### Recorded data

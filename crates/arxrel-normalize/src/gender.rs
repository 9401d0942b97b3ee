//! Gender enrichment for the Author table.
//!
//! The classifier is an external collaborator: any `&str → label` function.
//! Labels other than "male"/"female" collapse to [`Gender::Unknown`]. Lookups
//! go through a [`GenderCache`] that lives for one run only.

use std::borrow::Cow;
use std::fmt;
use std::io::Read;
use std::path::Path;

use rustc_hash::FxHashMap;
use serde::Deserialize;

#[derive(Debug, Clone, Copy, PartialEq, Eq, Hash)]
pub enum Gender {
    Male,
    Female,
    Unknown,
}

impl Gender {
    /// Normalize a classifier label.
    pub fn from_label(label: &str) -> Self {
        let label = label.trim();
        if label.eq_ignore_ascii_case("male") {
            Self::Male
        } else if label.eq_ignore_ascii_case("female") {
            Self::Female
        } else {
            Self::Unknown
        }
    }

    pub fn as_str(&self) -> &'static str {
        match self {
            Self::Male => "male",
            Self::Female => "female",
            Self::Unknown => "unknown",
        }
    }
}

impl fmt::Display for Gender {
    fn fmt(&self, f: &mut fmt::Formatter<'_>) -> fmt::Result {
        f.write_str(self.as_str())
    }
}

/// Name → gender label.
pub trait GenderClassifier {
    fn classify(&self, first_name: &str) -> Cow<'_, str>;
}

impl<F: Fn(&str) -> String> GenderClassifier for F {
    fn classify(&self, first_name: &str) -> Cow<'_, str> {
        Cow::Owned(self(first_name))
    }
}

/// Classifier used when no names file is configured.
#[derive(Debug, Clone, Copy, Default)]
pub struct NoClassifier;

impl GenderClassifier for NoClassifier {
    fn classify(&self, _first_name: &str) -> Cow<'_, str> {
        Cow::Borrowed("unknown")
    }
}

#[derive(Debug, Deserialize)]
struct NameEntry {
    name: String,
    gender: String,
}

/// Case-insensitive first-name table loaded from a `name,gender` CSV.
///
/// Labels are kept verbatim (`mostly_male`, `andy`, ...); normalization to
/// male/female/unknown happens in [`Gender::from_label`].
#[derive(Debug, Default)]
pub struct NameTable {
    labels: FxHashMap<String, String>,
}

impl NameTable {
    /// Read a CSV with a `name,gender` header. Later rows override earlier ones.
    pub fn from_reader<R: Read>(reader: R) -> Result<Self, csv::Error> {
        let mut rdr = csv::ReaderBuilder::new().trim(csv::Trim::All).from_reader(reader);
        let mut labels = FxHashMap::default();
        for entry in rdr.deserialize() {
            let entry: NameEntry = entry?;
            if entry.name.is_empty() {
                continue;
            }
            labels.insert(entry.name.to_lowercase(), entry.gender);
        }
        Ok(Self { labels })
    }

    pub fn from_path(path: &Path) -> Result<Self, csv::Error> {
        let table = Self::from_reader(std::fs::File::open(path)?)?;
        log::info!("Loaded {} first names from {}", table.len(), path.display());
        Ok(table)
    }

    pub fn len(&self) -> usize {
        self.labels.len()
    }

    pub fn is_empty(&self) -> bool {
        self.labels.is_empty()
    }
}

impl GenderClassifier for NameTable {
    fn classify(&self, first_name: &str) -> Cow<'_, str> {
        match self.labels.get(&first_name.to_lowercase()) {
            Some(label) => Cow::Borrowed(label.as_str()),
            None => Cow::Borrowed("unknown"),
        }
    }
}

/// First whitespace-delimited token of a given-name string.
pub fn first_token(given: &str) -> Option<&str> {
    given.split_whitespace().next()
}

/// Per-run memo: the classifier sees each distinct first token once.
pub struct GenderCache<'c> {
    classifier: &'c dyn GenderClassifier,
    memo: FxHashMap<String, Gender>,
    invocations: usize,
}

impl<'c> GenderCache<'c> {
    pub fn new(classifier: &'c dyn GenderClassifier) -> Self {
        Self {
            classifier,
            memo: FxHashMap::default(),
            invocations: 0,
        }
    }

    /// Gender for a full given-name string, keyed by its first token.
    /// Blank given names are unknown without consulting the classifier.
    pub fn gender_of(&mut self, given: &str) -> Gender {
        let Some(token) = first_token(given) else {
            return Gender::Unknown;
        };
        if let Some(&gender) = self.memo.get(token) {
            return gender;
        }
        let gender = Gender::from_label(&self.classifier.classify(token));
        self.invocations += 1;
        self.memo.insert(token.to_string(), gender);
        gender
    }

    /// Number of classifier calls made so far.
    pub fn invocations(&self) -> usize {
        self.invocations
    }
}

### What needs to be done
Write out all the records above again, exactly as they stand.

### Response
filename crates/arxrel-normalize/src/gender.rs
repository 9401d0942b97b3ee
//! Gender enrichment for the Author table.
//!
//! The classifier is an external collaborator: any `&str → label` function.
//! Labels other than "male"/"female" collapse to [`Gender::Unknown`]. Lookups
//! go through a [`GenderCache`] that lives for one run only.

use std::borrow::Cow;
use std::fmt;
use std::io::Read;
use std::path::Path;

use rustc_hash::FxHashMap;
use serde::Deserialize;

#[derive(Debug, Clone, Copy, PartialEq, Eq, Hash)]
pub enum Gender {
    Male,
    Female,
    Unknown,
}

impl Gender {
    /// Normalize a classifier label.
    pub fn from_label(label: &str) -> Self {
        let label = label.trim();
        if label.eq_ignore_ascii_case("male") {
            Self::Male
        } else if label.eq_ignore_ascii_case("female") {
            Self::Female
        } else {
            Self::Unknown
        }
    }

    pub fn as_str(&self) -> &'static str {
        match self {
            Self::Male => "male",
            Self::Female => "female",
            Self::Unknown => "unknown",
        }
    }
}

impl fmt::Display for Gender {
    fn fmt(&self, f: &mut fmt::Formatter<'_>) -> fmt::Result {
        f.write_str(self.as_str())
    }
}

/// Name → gender label.
pub trait GenderClassifier {
    fn classify(&self, first_name: &str) -> Cow<'_, str>;
}

impl<F: Fn(&str) -> String> GenderClassifier for F {
    fn classify(&self, first_name: &str) -> Cow<'_, str> {
        Cow::Owned(self(first_name))
    }
}

/// Classifier used when no names file is configured.
#[derive(Debug, Clone, Copy, Default)]
pub struct NoClassifier;

impl GenderClassifier for NoClassifier {
    fn classify(&self, _first_name: &str) -> Cow<'_, str> {
        Cow::Borrowed("unknown")
    }
}

#[derive(Debug, Deserialize)]
struct NameEntry {
    name: String,
    gender: String,
}

/// Case-insensitive first-name table loaded from a `name,gender` CSV.
///
/// Labels are kept verbatim (`mostly_male`, `andy`, ...); normalization to
/// male/female/unknown happens in [`Gender::from_label`].
#[derive(Debug, Default)]
pub struct NameTable {
    labels: FxHashMap<String, String>,
}

impl NameTable {
    /// Read a CSV with a `name,gender` header. Later rows override earlier ones.
    pub fn from_reader<R: Read>(reader: R) -> Result<Self, csv::Error> {
        let mut rdr = csv::ReaderBuilder::new().trim(csv::Trim::All).from_reader(reader);
        let mut labels = FxHashMap::default();
        for entry in rdr.deserialize() {
            let entry: NameEntry = entry?;
            if entry.name.is_empty() {
                continue;
            }
            labels.insert(entry.name.to_lowercase(), entry.gender);
        }
        Ok(Self { labels })
    }

    pub fn from_path(path: &Path) -> Result<Self, csv::Error> {
        let table = Self::from_reader(std::fs::File::open(path)?)?;
        log::info!("Loaded {} first names from {}", table.len(), path.display());
        Ok(table)
    }

    pub fn len(&self) -> usize {
        self.labels.len()
    }

    pub fn is_empty(&self) -> bool {
        self.labels.is_empty()
    }
}

impl GenderClassifier for NameTable {
    fn classify(&self, first_name: &str) -> Cow<'_, str> {
        match self.labels.get(&first_name.to_lowercase()) {
            Some(label) => Cow::Borrowed(label.as_str()),
            None => Cow::Borrowed("unknown"),
        }
    }
}

/// First whitespace-delimited token of a given-name string.
pub fn first_token(given: &str) -> Option<&str> {
    given.split_whitespace().next()
}

/// Per-run memo: the classifier sees each distinct first token once.
pub struct GenderCache<'c> {
    classifier: &'c dyn GenderClassifier,
    memo: FxHashMap<String, Gender>,
    invocations: usize,
}

impl<'c> GenderCache<'c> {
    pub fn new(classifier: &'c dyn GenderClassifier) -> Self {
        Self {
            classifier,
            memo: FxHashMap::default(),
            invocations: 0,
        }
    }

    /// Gender for a full given-name string, keyed by its first token.
    /// Blank given names are unknown without consulting the classifier.
    pub fn gender_of(&mut self, given: &str) -> Gender {
        let Some(token) = first_token(given) else {
            return Gender::Unknown;
        };
        if let Some(&gender) = self.memo.get(token) {
            return gender;
        }
        let gender = Gender::from_label(&self.classifier.classify(token));
        self.invocations += 1;
        self.memo.insert(token.to_string(), gender);
        gender
    }

    /// Number of classifier calls made so far.
    pub fn invocations(&self) -> usize {
        self.invocations
    }
}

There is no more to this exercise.